▶ **Problem requirements**
Among the entries, which lines carry the string "finished"? Copy every one.
:: Data
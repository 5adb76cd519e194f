//! Timer state machine.
//!
//! Pure transition logic shared by the background owner and the standalone
//! controller. Decisions are made from the absolute deadline only, so a late
//! or repeated wake-up lands on the same next phase as a punctual one.
//!
//! ```text
//! work ──(count+1) % N != 0──▶ shortBreak ──▶ work
//!   │
//!   └──(count+1) % N == 0──▶ longBreak ──▶ stopped (work, count 0)
//! ```

use crate::types::{SessionType, TimerState};

/// Upper bound on transitions applied by a single [`catch_up`].
const MAX_CATCH_UP_TRANSITIONS: usize = 64;

// ============================================================================
// Transition
// ============================================================================

/// What a call to [`advance`] did.
#[derive(Debug, Clone, Copy, PartialEq, Eq)]
pub enum Transition {
    /// Deadline not reached (or timer not running); state unchanged
    None,
    /// A work session finished and a break started
    WorkCompleted {
        /// The break that started
        next: SessionType,
        /// Completed work sessions including this one
        session_count: u32,
    },
    /// A short break finished and a work session started
    BreakCompleted,
    /// A long break finished; the cycle is over and the timer stopped
    CycleCompleted,
}

impl Transition {
    /// Returns true if the state changed.
    pub fn is_transition(&self) -> bool {
        !matches!(self, Transition::None)
    }
}

/// Result of [`advance`].
#[derive(Debug, Clone, PartialEq, Eq)]
pub struct Advance {
    /// State after the transition
    pub state: TimerState,
    /// The transition that was applied
    pub transition: Transition,
}

// ============================================================================
// Transition functions
// ============================================================================

/// Selects the break that follows a completed work session.
///
/// `completed` is the session count including the session that just ended.
pub fn next_break(completed: u32, sessions_before_long_break: u32) -> SessionType {
    if completed % sessions_before_long_break.max(1) == 0 {
        SessionType::LongBreak
    } else {
        SessionType::ShortBreak
    }
}

/// Applies at most one phase transition.
///
/// Nothing happens unless the timer is running and `now` is at or past the
/// deadline. The next phase's deadline is `now + duration`.
pub fn advance(state: &TimerState, now: i64) -> Advance {
    let mut next = state.clone();

    if !state.is_expired(now) {
        return Advance {
            state: next,
            transition: Transition::None,
        };
    }

    let transition = match state.session_type {
        SessionType::Work => {
            let completed = state.session_count + 1;
            let session_type = next_break(completed, state.settings.sessions_before_long_break);
            next.session_count = completed;
            let duration = next.settings.duration_for(session_type);
            next.start_phase(session_type, now, duration);
            Transition::WorkCompleted {
                next: session_type,
                session_count: completed,
            }
        }
        SessionType::ShortBreak => {
            let duration = next.settings.work_time;
            next.start_phase(SessionType::Work, now, duration);
            Transition::BreakCompleted
        }
        SessionType::LongBreak => {
            // A finished cycle stays stopped until explicitly restarted.
            next.reset();
            Transition::CycleCompleted
        }
    };

    Advance {
        state: next,
        transition,
    }
}

/// Applies every transition that is due at `now`.
///
/// Used when recovering a persisted deadline after a reload or a long
/// suspension. Returns the final state and the transitions in order.
pub fn catch_up(state: &TimerState, now: i64) -> (TimerState, Vec<Transition>) {
    let mut current = state.clone();
    let mut transitions = Vec::new();

    while transitions.len() < MAX_CATCH_UP_TRANSITIONS {
        let step = advance(&current, now);
        if !step.transition.is_transition() {
            break;
        }
        transitions.push(step.transition);
        current = step.state;
    }

    (current, transitions)
}

// ============================================================================
// Tests
// ============================================================================

#[cfg(test)]
mod tests {
    use super::*;
    use crate::types::TimerSettings;

    const T0: i64 = 1_700_000_000_000;

    fn running(session_type: SessionType, session_count: u32, end: i64) -> TimerState {
        let mut state = TimerState::new(TimerSettings::default());
        state.session_count = session_count;
        state.run_until(session_type, end);
        state
    }

    #[test]
    fn test_no_transition_before_deadline() {
        let state = running(SessionType::Work, 0, T0 + 1);
        let step = advance(&state, T0);
        assert_eq!(step.transition, Transition::None);
        assert_eq!(step.state, state);
    }

    #[test]
    fn test_no_transition_when_stopped() {
        let state = TimerState::new(TimerSettings::default());
        let step = advance(&state, i64::MAX);
        assert_eq!(step.transition, Transition::None);
    }

    #[test]
    fn test_work_to_short_break() {
        let mut state = TimerState::new(TimerSettings::default());
        state.start_phase(SessionType::Work, T0, 1500);
        let now = T0 + 1_500_000;

        let step = advance(&state, now);

        assert_eq!(
            step.transition,
            Transition::WorkCompleted {
                next: SessionType::ShortBreak,
                session_count: 1
            }
        );
        assert_eq!(step.state.session_type, SessionType::ShortBreak);
        assert_eq!(step.state.session_count, 1);
        assert!(step.state.is_running);
        assert_eq!(step.state.end_timestamp, Some(now + 300 * 1000));
    }

    #[test]
    fn test_fourth_work_session_selects_long_break() {
        let state = running(SessionType::Work, 3, T0);
        let step = advance(&state, T0);

        assert_eq!(step.state.session_type, SessionType::LongBreak);
        assert_eq!(step.state.session_count, 4);
        assert_eq!(step.state.end_timestamp, Some(T0 + 900 * 1000));
    }

    #[test]
    fn test_short_break_to_work_keeps_count() {
        let state = running(SessionType::ShortBreak, 2, T0);
        let step = advance(&state, T0 + 5);

        assert_eq!(step.transition, Transition::BreakCompleted);
        assert_eq!(step.state.session_type, SessionType::Work);
        assert_eq!(step.state.session_count, 2);
        assert_eq!(step.state.end_timestamp, Some(T0 + 5 + 1_500_000));
    }

    #[test]
    fn test_long_break_completes_cycle_stopped() {
        let state = running(SessionType::LongBreak, 4, T0);
        let step = advance(&state, T0);

        assert_eq!(step.transition, Transition::CycleCompleted);
        assert!(!step.state.is_running);
        assert_eq!(step.state.end_timestamp, None);
        assert_eq!(step.state.session_count, 0);
        assert_eq!(step.state.session_type, SessionType::Work);
        assert_eq!(step.state.remaining_seconds, 1500);
    }

    #[test]
    fn test_cycle_completes_once() {
        let state = running(SessionType::LongBreak, 4, T0);
        let first = advance(&state, T0);
        let second = advance(&first.state, T0 + 60_000);
        assert_eq!(second.transition, Transition::None);
    }

    #[test]
    fn test_repeated_wakeups_fire_once() {
        let state = running(SessionType::Work, 0, T0);
        let first = advance(&state, T0 + 10);

        for extra in [10, 20, 1_000, 299_000] {
            let again = advance(&first.state, T0 + extra);
            assert_eq!(again.transition, Transition::None);
            assert_eq!(again.state, first.state);
        }
    }

    #[test]
    fn test_late_wakeup_lands_on_same_phase() {
        let state = running(SessionType::Work, 0, T0);
        let punctual = advance(&state, T0);
        let late = advance(&state, T0 + 3_600_000);

        assert_eq!(punctual.transition, late.transition);
        assert_eq!(punctual.state.session_type, late.state.session_type);
        assert_eq!(late.state.end_timestamp, Some(T0 + 3_600_000 + 300_000));
    }

    #[test]
    fn test_full_cycle_sequence() {
        let mut state = TimerState::new(TimerSettings::default());
        let mut now = T0;
        state.start_phase(SessionType::Work, now, 1500);

        let mut breaks = Vec::new();
        for _ in 0..4 {
            now = state.end_timestamp.unwrap();
            let step = advance(&state, now);
            breaks.push(step.state.session_type);
            state = step.state;

            now = state.end_timestamp.unwrap();
            let step = advance(&state, now);
            state = step.state;
            if step.transition == Transition::CycleCompleted {
                break;
            }
            assert_eq!(state.session_type, SessionType::Work);
        }

        assert_eq!(
            breaks,
            vec![
                SessionType::ShortBreak,
                SessionType::ShortBreak,
                SessionType::ShortBreak,
                SessionType::LongBreak
            ]
        );
        assert!(!state.is_running);
        assert_eq!(state.session_count, 0);
    }

    #[test]
    fn test_custom_cycle_length() {
        let mut state = running(SessionType::Work, 1, T0);
        state.settings.sessions_before_long_break = 2;
        let step = advance(&state, T0);
        assert_eq!(step.state.session_type, SessionType::LongBreak);
    }

    #[test]
    fn test_next_break() {
        assert_eq!(next_break(1, 4), SessionType::ShortBreak);
        assert_eq!(next_break(4, 4), SessionType::LongBreak);
        assert_eq!(next_break(8, 4), SessionType::LongBreak);
        assert_eq!(next_break(1, 1), SessionType::LongBreak);
        assert_eq!(next_break(3, 0), SessionType::LongBreak);
    }

    #[test]
    fn test_catch_up_from_expired_work() {
        let mut state = TimerState::new(TimerSettings::default());
        state.start_phase(SessionType::Work, T0 - 1_590_000, 1500);
        assert_eq!(state.end_timestamp, Some(T0 - 90_000));

        let (caught_up, transitions) = catch_up(&state, T0);

        assert_eq!(transitions.len(), 1);
        assert_eq!(caught_up.session_type, SessionType::ShortBreak);
        assert_eq!(caught_up.session_count, 1);
        assert_eq!(caught_up.remaining_at(T0), 300);
    }

    #[test]
    fn test_catch_up_nothing_due() {
        let state = running(SessionType::Work, 0, T0 + 1_000);
        let (caught_up, transitions) = catch_up(&state, T0);
        assert!(transitions.is_empty());
        assert_eq!(caught_up, state);
    }
}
::::
▶ **Result**
    /// A work session finished and a break started
    /// A short break finished and a work session started
    /// A long break finished; the cycle is over and the timer stopped
            // A finished cycle stays stopped until explicitly restarted.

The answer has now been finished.